Only the lines from the one containing "return raw.trim_end_matches('/').to_string();" to the end of the data are wanted; print them exactly as they appear.

Task data section start

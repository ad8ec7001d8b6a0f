//! URL canonicalization shared by researchers, curator, and enricher.

/// Strip query string, fragment, and a single trailing slash. Returns the
/// input unchanged if it does not parse as an absolute URL.
#[must_use]
pub(crate) fn canonicalize(raw: &str) -> String {
    let Ok(mut url) = url::Url::parse(raw) else {
        return raw.trim_end_matches('/').to_string();
    };

    url.set_query(None);
    url.set_fragment(None);

    let mut rendered = url.to_string();
    if rendered.ends_with('/') && rendered.matches('/').count() > 2 {
        rendered.pop();
    }
    rendered
}

#[cfg(test)]
mod tests {
    use super::*;

    #[test]
    fn strips_query_and_fragment() {
        assert_eq!(
            canonicalize("https://example.com/a?x=1#frag"),
            "https://example.com/a"
        );
    }

    #[test]
    fn strips_trailing_slash() {
        assert_eq!(canonicalize("https://example.com/a/"), "https://example.com/a");
    }

    #[test]
    fn keeps_bare_domain_slash() {
        assert_eq!(canonicalize("https://example.com/"), "https://example.com/");
    }

    #[test]
    fn idempotent_on_already_canonical_url() {
        let once = canonicalize("https://example.com/a/b?q=1");
        let twice = canonicalize(&once);
        assert_eq!(once, twice);
    }
}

Task data section end

▶ _Finished task_:
        return raw.trim_end_matches('/').to_string();
    };

    url.set_query(None);
    url.set_fragment(None);

    let mut rendered = url.to_string();
    if rendered.ends_with('/') && rendered.matches('/').count() > 2 {
        rendered.pop();
    }
    rendered
}

#[cfg(test)]
mod tests {
    use super::*;

    #[test]
    fn strips_query_and_fragment() {
        assert_eq!(
            canonicalize("https://example.com/a?x=1#frag"),
            "https://example.com/a"
        );
    }

    #[test]
    fn strips_trailing_slash() {
        assert_eq!(canonicalize("https://example.com/a/"), "https://example.com/a");
    }

    #[test]
    fn keeps_bare_domain_slash() {
        assert_eq!(canonicalize("https://example.com/"), "https://example.com/");
    }

    #[test]
    fn idempotent_on_already_canonical_url() {
        let once = canonicalize("https://example.com/a/b?q=1");
        let twice = canonicalize(&once);
        assert_eq!(once, twice);
    }
}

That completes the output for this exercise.